Chiefs’ Assembly sees Chiefs’ Forum sessions
as continued government’s intransigence

Staff Writer

Ovaherero and Ovambanderu traditional leaders are not amused by the Namibian government’s continued clandestine intransigent activities surrounding the issue of Genocide, Apology and Reparations.

Especially in view of the total rejection by a section of the affected communities last May of the Joint Declaration (JD) between it and its German counterpart. Some National Assembly members, particularly from the opposition benches, were also in unison in rejecting the JD during a 4-month debate from last September to December. The JD also received a broadside from international human rights organisations, like the European Centre for Human and Constitutional Rights (ECHCR), as well as international governmental organisations, notably the United Nations Commissioner for Human Rights.

Eight traditional leaders united in what has come to be known as the Chiefs Assembly, adopted the Okandjoze Memorandum of Understanding (MOU), by which they pledge to work together on the campaign for the acknowledgement of the genocide of their forebears by the government of the Federal Republic of Germany. They have issued media statement particularly disturbed by the government’s once again rounding up fellow traditional leaders for a series of Chiefs Forum’s sessions starting tomorrow. They consider this action by the Namibian government as continued intransigent on its part given the rejection of the JD, and its subsequent state of limbo since the debate in the NA last year. The traditional leaders have been maintaining that now that the JD have been widely declared a non-starter, as essentially it has nothing to do with the issue of the acknowledgement of genocide by Germany, followed by the requisite and appropriate apology to the relevant and right people, meaning the affected communities, and ultima
tely Reparations, the six years of would-be negotiations have simply been wasted. Because all what the two governments have been engaged in and occupied with this period, is their bilateral relations. Calling in this regard for a return to the drawing board.

This position notwithstanding, which the traditional leaders have communicated to their Namibian government time and again, the government seems to have been clandestinely continuing with the implementation of the JD. As the German broadcaster, the Deutsche Welle, revealed recently through the German government’s answers to questions posed by German parliamentarians in the German parliament. Which pointed to the Namibian government’s intransigent determination to implement the JD, together with its German counterpart.

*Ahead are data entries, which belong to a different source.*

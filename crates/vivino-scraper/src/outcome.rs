//! Terminal run outcomes and their persisted report shape.

use serde::{Deserialize, Serialize};
use vivino_core::WineRecord;

/// How a run ended. Every variant carries the records accumulated up to
/// that point; only `Done` records have been filtered.
#[derive(Debug, Clone, PartialEq)]
pub enum RunOutcome {
    /// A page came back empty: the listing is exhausted.
    Done { records: Vec<WineRecord> },
    /// A page failed with a non-retryable status, or 429 past the retry budget.
    HttpError {
        records: Vec<WineRecord>,
        http_status: u16,
        page_index: u32,
    },
    /// Anything else: negotiation failure, transport error, unreadable page.
    Exception {
        records: Vec<WineRecord>,
        message: String,
    },
}

#[derive(Debug, Clone, Copy, PartialEq, Eq, Serialize, Deserialize)]
#[serde(rename_all = "SCREAMING_SNAKE_CASE")]
pub enum RunStatus {
    Done,
    HttpError,
    Exception,
}

impl RunOutcome {
    #[must_use]
    pub fn status(&self) -> RunStatus {
        match self {
            Self::Done { .. } => RunStatus::Done,
            Self::HttpError { .. } => RunStatus::HttpError,
            Self::Exception { .. } => RunStatus::Exception,
        }
    }

    #[must_use]
    pub fn records(&self) -> &[WineRecord] {
        match self {
            Self::Done { records }
            | Self::HttpError { records, .. }
            | Self::Exception { records, .. } => records,
        }
    }

    #[must_use]
    pub fn into_report(self) -> RunReport {
        match self {
            Self::Done { records } => RunReport {
                vinos: records,
                status: RunStatus::Done,
                http_status: None,
                page_index: None,
                message: None,
            },
            Self::HttpError {
                records,
                http_status,
                page_index,
            } => RunReport {
                vinos: records,
                status: RunStatus::HttpError,
                http_status: Some(http_status),
                page_index: Some(page_index),
                message: Some(format!("request failed with status {http_status}")),
            },
            Self::Exception { records, message } => RunReport {
                vinos: records,
                status: RunStatus::Exception,
                http_status: None,
                page_index: None,
                message: Some(message),
            },
        }
    }
}

/// The JSON document written once per run.
#[derive(Debug, Clone, PartialEq, Serialize, Deserialize)]
pub struct RunReport {
    pub vinos: Vec<WineRecord>,
    pub status: RunStatus,
    #[serde(default, skip_serializing_if = "Option::is_none")]
    pub http_status: Option<u16>,
    #[serde(default, skip_serializing_if = "Option::is_none")]
    pub page_index: Option<u32>,
    #[serde(default, skip_serializing_if = "Option::is_none")]
    pub message: Option<String>,
}

#[cfg(test)]
mod tests {
    use super::*;
    use serde_json::json;

    fn one_wine() -> Vec<WineRecord> {
        vec![WineRecord {
            name: Some("Malbec".to_owned()),
            ratings: 3,
            ..WineRecord::default()
        }]
    }

    #[test]
    fn done_report_omits_diagnostics() {
        let report = RunOutcome::Done { records: one_wine() }.into_report();
        let value = serde_json::to_value(&report).unwrap();
        assert_eq!(value["status"], "DONE");
        assert_eq!(value["vinos"][0]["name"], "Malbec");
        assert!(value.get("http_status").is_none());
        assert!(value.get("page_index").is_none());
        assert!(value.get("message").is_none());
    }

    #[test]
    fn http_error_report_keeps_status_and_page() {
        let report = RunOutcome::HttpError {
            records: Vec::new(),
            http_status: 503,
            page_index: 4,
        }
        .into_report();
        let value = serde_json::to_value(&report).unwrap();
        assert_eq!(
            value,
            json!({
                "vinos": [],
                "status": "HTTP_ERROR",
                "http_status": 503,
                "page_index": 4,
                "message": "request failed with status 503"
            })
        );
    }

    #[test]
    fn exception_report_keeps_partial_records_and_message() {
        let outcome = RunOutcome::Exception {
            records: one_wine(),
            message: "connection reset".to_owned(),
        };
        assert_eq!(outcome.status(), RunStatus::Exception);
        assert_eq!(outcome.records().len(), 1);
        let value = serde_json::to_value(outcome.into_report()).unwrap();
        assert_eq!(value["status"], "EXCEPTION");
        assert_eq!(value["message"], "connection reset");
        assert_eq!(value["vinos"].as_array().unwrap().len(), 1);
    }
}
//! Post-run numeric filtering of accumulated wine records.
//!
//! Each set bound removes records that fail it; nothing is reordered or
//! modified. The treatment of absent values is deliberately asymmetric:
//!
//! - a `min_*` bound drops a record whose field is absent,
//! - a `max_*` bound keeps a record whose field is absent.
//!
//! `FilterBounds::include_unpriced` relaxes only the `min_price` case.
//! Rating counts are never absent; a missing count reads as `0`.

use crate::search::FilterBounds;
use crate::wine::WineRecord;

/// Retains only the records that satisfy every set bound, preserving order.
#[must_use]
pub fn apply_filters(records: Vec<WineRecord>, bounds: &FilterBounds) -> Vec<WineRecord> {
    if bounds.is_empty() {
        return records;
    }
    records
        .into_iter()
        .filter(|record| passes(record, bounds))
        .collect()
}

/// Returns `true` if `record` satisfies every bound set in `bounds`.
#[must_use]
pub fn passes(record: &WineRecord, bounds: &FilterBounds) -> bool {
    let price_ok = if bounds.include_unpriced && record.price.is_none() {
        true
    } else {
        meets_min(record.price, bounds.min_price)
    };

    price_ok
        && meets_max(record.price, bounds.max_price)
        && meets_min(Some(record.ratings_f64()), bounds.min_ratings)
        && meets_max(Some(record.ratings_f64()), bounds.max_ratings)
        && meets_min(record.average_rating, bounds.min_average)
        && meets_max(record.average_rating, bounds.max_average)
}

fn meets_min(value: Option<f64>, min: Option<f64>) -> bool {
    match (min, value) {
        (None, _) => true,
        (Some(_), None) => false,
        (Some(min), Some(v)) => v >= min,
    }
}

fn meets_max(value: Option<f64>, max: Option<f64>) -> bool {
    match (max, value) {
        (Some(max), Some(v)) => v <= max,
        _ => true,
    }
}

#[cfg(test)]
#[path = "filter_test.rs"]
mod tests;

The traditional leaders thus sees the envisaged Chief’s Forum sessions as nothing but the government’s bid to convince some fellow traditional leaders to continue with the implementation of the JD. Last week a group of German parliamentarians visited the country, and had an audience with, among others, the Speaker of the National Assembly. But not with the affected communities, especially those against the JD. It seems as these traditional leaders’ attempt to have an audience with the German parliamentary delegation proved futile. The parliamentarians left Namibia on Friday. But through an interview with a local media house, one of them seemed to infer that the way forward was through the implementation of the JD.

But for the Chiefs’ Assembly, and its traditional leaders, neither the Namibian, nor its German counterpart, can any longer be entrusted with this issue. Which the affected communities themselves must now take charge of, define its agenda onward and charts its course forward.

CAPTION: Chiefs united in the Chiefs Assembly as per the Okandjoze Memorandum of Understanding (MOU) feel the government is being intransigent in convening the Chiefs Forum this week against widespread rejection of the Joint Declaration (JD).